** Opening EXCERPTED DATA block **

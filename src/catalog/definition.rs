use serde::Serialize;

/// A single admitted catalog entry. The variant fixes which fields exist, so an
/// ingredient can never carry required items and a recipe never carries a cook time.
#[derive(Debug, Clone, PartialEq, Eq, Serialize)]
#[serde(tag = "type", rename_all = "lowercase")]
pub enum CatalogEntry {
    Recipe(Recipe),
    Ingredient(Ingredient),
}

impl CatalogEntry {
    pub fn name(&self) -> &str {
        match self {
            CatalogEntry::Recipe(recipe) => &recipe.name,
            CatalogEntry::Ingredient(ingredient) => &ingredient.name,
        }
    }

    pub fn kind(&self) -> &'static str {
        match self {
            CatalogEntry::Recipe(_) => "recipe",
            CatalogEntry::Ingredient(_) => "ingredient",
        }
    }

    pub fn as_recipe(&self) -> Option<&Recipe> {
        match self {
            CatalogEntry::Recipe(recipe) => Some(recipe),
            CatalogEntry::Ingredient(_) => None,
        }
    }
}

/// A base ingredient with an intrinsic cook time for one unit.
#[derive(Debug, Clone, PartialEq, Eq, Serialize)]
#[serde(rename_all = "camelCase")]
pub struct Ingredient {
    pub name: String,
    pub cook_time: u64,
}

/// A recipe built from other catalog entries, referenced by name.
#[derive(Debug, Clone, PartialEq, Eq, Serialize)]
#[serde(rename_all = "camelCase")]
pub struct Recipe {
    pub name: String,
    pub required_items: Vec<RequiredItem>,
}

/// One `(name, quantity)` requirement of a recipe. The name may not be in the
/// catalog yet; dangling references only fail at resolution time.
#[derive(Debug, Clone, PartialEq, Eq, Serialize)]
pub struct RequiredItem {
    pub name: String,
    pub quantity: u64,
}

impl Ingredient {
    pub fn new(name: impl Into<String>, cook_time: u64) -> Self {
        Self {
            name: name.into(),
            cook_time,
        }
    }
}

impl Recipe {
    pub fn new(name: impl Into<String>, required_items: Vec<RequiredItem>) -> Self {
        Self {
            name: name.into(),
            required_items,
        }
    }
}

impl RequiredItem {
    pub fn new(name: impl Into<String>, quantity: u64) -> Self {
        Self {
            name: name.into(),
            quantity,
        }
    }
}

impl From<Recipe> for CatalogEntry {
    fn from(recipe: Recipe) -> Self {
        CatalogEntry::Recipe(recipe)
    }
}

impl From<Ingredient> for CatalogEntry {
    fn from(ingredient: Ingredient) -> Self {
        CatalogEntry::Ingredient(ingredient)
    }
}
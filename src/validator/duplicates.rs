use itertools::Itertools;

/// How strictly a recipe's required-item names are checked for repeats.
#[derive(Debug, Clone, Copy, Default, PartialEq, Eq)]
pub enum DuplicateCheck {
    /// Any two items with the same name are rejected, wherever they appear.
    #[default]
    Pairwise,
    /// Only consecutive items are compared, so `A, B, A` is accepted.
    Adjacent,
}

impl DuplicateCheck {
    /// Returns the first repeated name found under this mode, if any.
    pub fn find<'a, I>(self, names: I) -> Option<&'a str>
    where
        I: IntoIterator<Item = &'a str>,
    {
        let names = names.into_iter();
        match self {
            DuplicateCheck::Pairwise => names.duplicates().next(),
            DuplicateCheck::Adjacent => names
                .tuple_windows()
                .find(|(left, right)| left == right)
                .map(|(left, _)| left),
        }
    }
}
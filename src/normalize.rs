//! Free-text name normalization.
//!
//! The name of a new entry and the name in a summary query go through
//! [`parse_handwriting`] before they reach the catalog. Required-item names do not.

use itertools::Itertools;

/// Normalizes a handwritten name into its canonical catalog form.
///
/// Hyphens and underscores become spaces, anything that is neither alphabetic nor a
/// space is dropped, each word is title-cased and runs of spaces collapse to one.
/// Returns `None` when nothing is left.
///
/// ```
/// use kondate::normalize::parse_handwriting;
///
/// assert_eq!(parse_handwriting("Riz@z RISO00tto!").as_deref(), Some("Rizz Risotto"));
/// assert_eq!(parse_handwriting("meatball_-sub").as_deref(), Some("Meatball Sub"));
/// assert_eq!(parse_handwriting("42!"), None);
/// ```
pub fn parse_handwriting(raw: &str) -> Option<String> {
    let cleaned: String = raw
        .chars()
        .map(|c| if c == '-' || c == '_' { ' ' } else { c })
        .filter(|c| c.is_alphabetic() || *c == ' ')
        .collect();

    let normalized = title_case(&cleaned).split_whitespace().join(" ");
    if normalized.is_empty() {
        None
    } else {
        Some(normalized)
    }
}

/// Upper-cases a letter that follows an uncased character and lower-cases the rest.
///
/// Word starts use the full uppercase mapping, not the Unicode titlecase one, so a
/// digraph such as `ǆ` becomes `Ǆ` rather than `ǅ` and `ß` expands to `SS`.
fn title_case(text: &str) -> String {
    let mut out = String::with_capacity(text.len());
    let mut prev_cased = false;
    for c in text.chars() {
        if prev_cased {
            out.extend(c.to_lowercase());
        } else {
            out.extend(c.to_uppercase());
        }
        prev_cased = c.is_lowercase() || c.is_uppercase();
    }
    out
}
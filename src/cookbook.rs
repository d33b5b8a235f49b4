use crate::catalog::CatalogStore;
use crate::data::{CatalogFile, EntryRequest};
use crate::error::CookbookError;
use crate::normalize::parse_handwriting;
use crate::resolver::{RecipeSummary, Resolver};
use crate::validator::{DuplicateCheck, Validator};
use tracing::{info, warn};

/// The transport-agnostic front door to a catalog.
///
/// A `Cookbook` owns its [`CatalogStore`] and exposes the operations a request layer
/// needs: normalizing a name, creating an entry, and summarizing a recipe. Entry names
/// and query names are normalized before the validator, the store or the resolver
/// see them.
#[derive(Debug, Default)]
pub struct Cookbook {
    store: CatalogStore,
    validator: Validator,
}

pub struct CookbookBuilder {
    validator: Validator,
}

impl CookbookBuilder {
    pub fn new() -> Self {
        Self {
            validator: Validator::new(),
        }
    }

    /// Selects how strictly duplicate required items are detected.
    pub fn duplicate_check(mut self, mode: DuplicateCheck) -> Self {
        self.validator = self.validator.with_duplicate_check(mode);
        self
    }

    pub fn build(self) -> Cookbook {
        Cookbook {
            store: CatalogStore::new(),
            validator: self.validator,
        }
    }
}

impl Default for CookbookBuilder {
    fn default() -> Self {
        Self::new()
    }
}

impl Cookbook {
    pub fn new() -> Self {
        Self::default()
    }

    pub fn builder() -> CookbookBuilder {
        CookbookBuilder::new()
    }

    pub fn store(&self) -> &CatalogStore {
        &self.store
    }

    pub fn validator(&self) -> &Validator {
        &self.validator
    }

    /// Normalizes a raw name, failing if nothing usable is left.
    pub fn parse_name(&self, raw: &str) -> Result<String, CookbookError> {
        parse_handwriting(raw).ok_or_else(|| CookbookError::InvalidName(raw.to_string()))
    }

    /// Normalizes, validates and admits a new entry.
    ///
    /// The uniqueness check and the insert happen under one write lock, so two
    /// concurrent creations of the same name can never both succeed.
    pub fn create_entry(&self, request: EntryRequest) -> Result<(), CookbookError> {
        let request = self.normalize_request(request).inspect_err(|e| {
            warn!("rejected entry: {}", e);
        })?;

        let mut writer = self.store.writer();
        let entry = self.validator.validate(&request, &writer)?;
        writer.insert(entry)?;

        info!(name = %request.name, kind = %request.kind, "admitted entry");
        Ok(())
    }

    /// Normalizes `raw_name` and resolves the recipe it names.
    pub fn summarize(&self, raw_name: &str) -> Result<RecipeSummary, CookbookError> {
        let name = self.parse_name(raw_name)?;
        let view = self.store.view();
        Resolver::new(&view).resolve(&name).map_err(|e| {
            warn!(recipe = %name, "summary failed: {}", e);
            CookbookError::from(e)
        })
    }

    /// Admits every entry of `file` in order, stopping at the first rejection.
    /// Returns the number of entries admitted.
    pub fn seed(&self, file: CatalogFile) -> Result<usize, CookbookError> {
        let mut admitted = 0;
        for request in file.entries {
            self.create_entry(request)?;
            admitted += 1;
        }
        Ok(admitted)
    }

    /// Only the entry's own name is normalized. Required-item names are kept as given
    /// and must already match the canonical names they refer to.
    fn normalize_request(&self, mut request: EntryRequest) -> Result<EntryRequest, CookbookError> {
        request.name = self.parse_name(&request.name)?;
        Ok(request)
    }
}
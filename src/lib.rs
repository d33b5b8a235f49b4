//! # Kondate - Recipe Catalog and Resolution Engine
//!
//! **Kondate** keeps an in-memory catalog of ingredients and recipes and answers one
//! question about it: what base ingredients, and how much cook time, does one unit of a
//! recipe need once every nested recipe is flattened out?
//!
//! ## Core Workflow
//!
//! 1.  **Create Entries**: Submit raw [`EntryRequest`](data::EntryRequest)s to a
//!     [`Cookbook`](cookbook::Cookbook). Names are normalized, the candidate is checked by
//!     the [`Validator`](validator::Validator) and admitted into the
//!     [`CatalogStore`](catalog::CatalogStore).
//! 2.  **Resolve**: Ask the cookbook for a summary of a recipe. The
//!     [`Resolver`](resolver::Resolver) walks the recipe tree depth-first, scaling each
//!     base ingredient by the product of the quantities on its path, then merges the
//!     occurrences by name and totals the cook time.
//!
//! Recipes may reference entries that do not exist yet. Such a dangling reference, or a
//! recipe that requires itself, only fails when it is resolved.
//!
//! ## Quick Start
//!
//! ```rust
//! use kondate::prelude::*;
//!
//! fn main() -> Result<()> {
//!     let cookbook = Cookbook::new();
//!
//!     cookbook.create_entry(EntryRequest::ingredient("egg", 5))?;
//!     cookbook.create_entry(EntryRequest::ingredient("flour", 2))?;
//!     cookbook.create_entry(EntryRequest::recipe("batter", vec![("Egg", 2), ("Flour", 1)]))?;
//!     cookbook.create_entry(EntryRequest::recipe("pancake", vec![("Batter", 3)]))?;
//!
//!     let summary = cookbook.summarize("PANCAKE")?;
//!     assert_eq!(summary.cook_time, 36);
//!     assert_eq!(summary.ingredients[0], IngredientQuantity { name: "Egg".into(), quantity: 6 });
//!     assert_eq!(summary.ingredients[1], IngredientQuantity { name: "Flour".into(), quantity: 3 });
//!     Ok(())
//! }
//! ```

pub mod catalog;
pub mod cookbook;
pub mod data;
pub mod error;
pub mod normalize;
pub mod prelude;
pub mod resolver;
pub mod validator;

#[cfg(feature = "server")]
pub mod server;
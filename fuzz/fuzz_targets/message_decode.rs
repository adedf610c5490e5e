//! Decode fuzzer: arbitrary bytes must never panic the decoder.
//!
//! Any input either decodes to a valid message or fails with one of the
//! three error classes. When a message does decode, it must re-encode, and
//! the re-encoding must be a fixed point: decoding it and encoding again
//! yields identical bytes. (Byte comparison rather than message comparison
//! keeps NaN-carrying doubles from tripping the oracle.)

#![no_main]

use courier_proto::Message;
use libfuzzer_sys::fuzz_target;

fuzz_target!(|data: &[u8]| {
    let mut reader = data;
    let Ok(message) = Message::decode(&mut reader) else {
        return;
    };

    let wire = message
        .encode()
        .expect("a decoded message must re-encode");
    let again = Message::decode(&mut wire.as_ref())
        .expect("a re-encoded message must decode");
    assert_eq!(again.encode().expect("still encodable"), wire);
});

** Closing EXCERPTED DATA block **

WORK ITEM: Locate the lines above that hold the word "Some". Show every one of them.

REPLY TO THE TASK:
            CatalogEntry::Recipe(recipe) => Some(recipe),
/// assert_eq!(parse_handwriting("Riz@z RISO00tto!").as_deref(), Some("Rizz Risotto"));
/// assert_eq!(parse_handwriting("meatball_-sub").as_deref(), Some("Meatball Sub"));
        Some(normalized)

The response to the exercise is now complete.